_Work instructions_:
For each line in the material below that holds "symbols", copy that line.

▼▼▼

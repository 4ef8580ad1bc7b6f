//! symstore-lib: debug-symbol extraction and symbol-store construction.
//!
//! - `dump`: the store driver that walks inputs and runs the dumper
//! - `symbols`: streaming rewrite of dumper output into `.sym` files
//! - `vcs`: CVS/SVN identity of source files named in `FILE` records
//! - `platform`: per-OS eligibility, filename handling and debug-info packaging
//! - `srcsrv`: source-server index streams for PDB files

pub mod consts;
pub mod dump;
pub mod platform;
pub mod process;
pub mod srcsrv;
pub mod store;
pub mod symbols;
pub mod tools;
pub mod util;
pub mod vcs;

pub use dump::{DumpError, DumpOptions, DumpReport, SymbolDumper};
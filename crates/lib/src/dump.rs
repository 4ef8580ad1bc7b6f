//! Store driver: walk inputs, run the dumper and file its output.
//!
//! For every input file the dumper runs once per configured architecture.
//! Each invocation whose output starts with a `MODULE` record produces the
//! store-relative path of its `.sym` file, followed (when copying) by the
//! path of the packaged debug info. Paths are handed to the caller's `emit`
//! callback as soon as they exist and collected into a [`DumpReport`].

use std::io;
use std::path::{Path, PathBuf};

use serde::Serialize;
use thiserror::Error;
use tokio::io::BufReader;
use tracing::{debug, info, warn};
use walkdir::WalkDir;

use crate::platform::{CopyError, Platform};
use crate::srcsrv::{self, SourceIndex, SourceIndexError};
use crate::store::paths::full_path;
use crate::symbols::{RewriteContext, RewriteError, rewrite};
use crate::tools::Tools;
use crate::vcs::VcsResolver;

#[derive(Debug, Error)]
pub enum DumpError {
  #[error("dump_syms not found at {0}")]
  DumperNotFound(PathBuf),

  #[error("failed to run dump_syms on {path}: {source}")]
  Spawn {
    path: PathBuf,
    #[source]
    source: io::Error,
  },

  #[error("failed to wait for dump_syms on {path}: {source}")]
  Wait {
    path: PathBuf,
    #[source]
    source: io::Error,
  },

  #[error(transparent)]
  Rewrite(#[from] RewriteError),

  #[error("failed to copy debug info for {path}: {source}")]
  Copy {
    path: PathBuf,
    #[source]
    source: CopyError,
  },

  #[error(transparent)]
  SourceIndex(#[from] SourceIndexError),
}

/// Per-run settings.
#[derive(Debug, Clone)]
pub struct DumpOptions {
  pub dump_syms: PathBuf,
  /// Root of the symbol store.
  pub symbol_path: PathBuf,
  /// Empty means a single invocation without `-a`.
  pub archs: Vec<String>,
  pub srcdir: Option<PathBuf>,
  pub copy_debug: bool,
  pub vcs_info: bool,
  /// Set when source indexing is requested.
  pub pdbstr: Option<PathBuf>,
  /// Where `.stream` files are written before injection.
  pub stream_dir: PathBuf,
}

impl DumpOptions {
  pub fn new(dump_syms: impl Into<PathBuf>, symbol_path: impl Into<PathBuf>) -> Self {
    Self {
      dump_syms: dump_syms.into(),
      symbol_path: symbol_path.into(),
      archs: Vec::new(),
      srcdir: None,
      copy_debug: false,
      vcs_info: false,
      pdbstr: None,
      stream_dir: PathBuf::from("."),
    }
  }

  /// Split a space-separated architecture list.
  pub fn parse_archs(archs: &str) -> Vec<String> {
    archs.split_whitespace().map(str::to_string).collect()
  }
}

/// Everything a run produced.
#[derive(Debug, Clone, Default, PartialEq, Eq, Serialize)]
pub struct DumpReport {
  /// Store-relative paths, in the order they were written.
  pub artifacts: Vec<String>,
  /// Inputs that yielded no symbols.
  pub failed: Vec<PathBuf>,
}

pub struct SymbolDumper {
  options: DumpOptions,
  platform: Platform,
  vcs: Option<VcsResolver>,
  report: DumpReport,
}

impl SymbolDumper {
  /// Fails when the dumper binary does not exist.
  pub fn new(mut options: DumpOptions, platform: Platform, tools: &Tools) -> Result<Self, DumpError> {
    options.dump_syms = std::path::absolute(&options.dump_syms)
      .map_err(|_| DumpError::DumperNotFound(options.dump_syms.clone()))?;
    if !options.dump_syms.is_file() {
      return Err(DumpError::DumperNotFound(options.dump_syms));
    }

    // pdbstr runs from the stream directory, so store paths must not be relative.
    options.symbol_path = absolute_or_same(&options.symbol_path);
    options.stream_dir = absolute_or_same(&options.stream_dir);

    debug!(platform = %platform.os(), dump_syms = %options.dump_syms.display(), "starting symbol dump");

    let vcs = options
      .vcs_info
      .then(|| VcsResolver::new(options.srcdir.as_deref(), tools.svn.clone()));

    Ok(Self {
      options,
      platform,
      vcs,
      report: DumpReport::default(),
    })
  }

  /// Process every input in order and return the run's report.
  pub async fn process_all<P: AsRef<Path>>(
    mut self,
    inputs: &[P],
    emit: &mut dyn FnMut(&str),
  ) -> Result<DumpReport, DumpError> {
    for input in inputs {
      self.process(input.as_ref(), emit).await?;
    }
    Ok(self.report)
  }

  /// Dump a file, or every eligible file below a directory.
  pub async fn process(&mut self, input: &Path, emit: &mut dyn FnMut(&str)) -> Result<(), DumpError> {
    if input.is_dir() {
      for file in walk(input) {
        if self.platform.should_process(&file).await {
          self.process_file(&file, emit).await?;
        } else {
          debug!(path = %file.display(), "skipping ineligible file");
        }
      }
    } else if input.is_file() {
      self.process_file(input, emit).await?;
    } else {
      warn!(path = %input.display(), "input does not exist");
      self.report.failed.push(input.to_path_buf());
    }
    Ok(())
  }

  async fn process_file(&mut self, file: &Path, emit: &mut dyn FnMut(&str)) -> Result<(), DumpError> {
    let archs: Vec<Option<String>> = if self.options.archs.is_empty() {
      vec![None]
    } else {
      self.options.archs.iter().cloned().map(Some).collect()
    };

    let mut produced = false;
    for arch in archs {
      produced |= self.dump_once(file, arch.as_deref(), emit).await?;
    }

    if !produced {
      warn!(path = %file.display(), "no symbols produced");
      self.report.failed.push(file.to_path_buf());
    }
    Ok(())
  }

  /// One dumper invocation. Returns whether a symbol file was written.
  async fn dump_once(&mut self, file: &Path, arch: Option<&str>, emit: &mut dyn FnMut(&str)) -> Result<bool, DumpError> {
    let mut child = self
      .platform
      .dumper_command(&self.options.dump_syms, arch, file)
      .spawn()
      .map_err(|source| match source.kind() {
        io::ErrorKind::NotFound => DumpError::DumperNotFound(self.options.dump_syms.clone()),
        _ => DumpError::Spawn {
          path: file.to_path_buf(),
          source,
        },
      })?;

    let stdout = child.stdout.take().ok_or_else(|| DumpError::Spawn {
      path: file.to_path_buf(),
      source: io::Error::other("dump_syms stdout was not captured"),
    })?;

    let mut source_index = SourceIndex::default();
    let ctx = RewriteContext {
      platform: &mut self.platform,
      vcs: self.vcs.as_mut(),
      source_index: &mut source_index,
    };

    let dumped = match rewrite(BufReader::new(stdout), &self.options.symbol_path, ctx).await {
      Ok(dumped) => dumped,
      Err(e) => {
        if let Err(kill) = child.kill().await {
          debug!(error = %kill, "failed to kill dump_syms");
        }
        return Err(e.into());
      }
    };

    let status = child.wait().await.map_err(|source| DumpError::Wait {
      path: file.to_path_buf(),
      source,
    })?;
    if !status.success() {
      warn!(path = %file.display(), arch, code = ?status.code(), "dump_syms exited with failure");
    }

    let Some(dumped) = dumped else {
      debug!(path = %file.display(), arch, "dump_syms produced no MODULE record");
      return Ok(false);
    };

    info!(path = %dumped.rel_path, "wrote symbol file");
    self.record(dumped.rel_path.clone(), emit);

    if self.options.copy_debug {
      let copied = self
        .platform
        .copy_debug(file, &dumped.entry, &self.options.symbol_path)
        .await
        .map_err(|source| DumpError::Copy {
          path: file.to_path_buf(),
          source,
        })?;
      if let Some(rel_path) = copied {
        info!(path = %rel_path, "copied debug info");
        self.record(rel_path, emit);
      }
    }

    if let Some(pdbstr) = &self.options.pdbstr {
      if self.platform.supports_source_index() {
        let stream = source_index
          .write_stream(&self.options.stream_dir, &dumped.entry.debug_file)
          .await?;
        if self.options.copy_debug {
          let pdb = full_path(&self.options.symbol_path, &dumped.entry.debug_copy_rel_path());
          srcsrv::inject(pdbstr, &pdb, &stream).await?;
        }
      }
    }

    Ok(true)
  }

  fn record(&mut self, rel_path: String, emit: &mut dyn FnMut(&str)) {
    emit(&rel_path);
    self.report.artifacts.push(rel_path);
  }
}

fn absolute_or_same(path: &Path) -> PathBuf {
  std::path::absolute(path).unwrap_or_else(|_| path.to_path_buf())
}

/// Regular files below `dir`, including symlinks to files, sorted by name.
fn walk(dir: &Path) -> Vec<PathBuf> {
  WalkDir::new(dir)
    .sort_by_file_name()
    .into_iter()
    .filter_map(|entry| match entry {
      Ok(entry) => Some(entry),
      Err(e) => {
        warn!(error = %e, "failed to read directory entry");
        None
      }
    })
    .filter(|entry| entry.file_type().is_file() || (entry.path_is_symlink() && entry.path().is_file()))
    .map(|entry| entry.into_path())
    .collect()
}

▲▲▲

_Exercise output_:
//! - `symbols`: streaming rewrite of dumper output into `.sym` files
pub mod symbols;
use crate::symbols::{RewriteContext, RewriteError, rewrite};
  /// Inputs that yielded no symbols.
      warn!(path = %file.display(), "no symbols produced");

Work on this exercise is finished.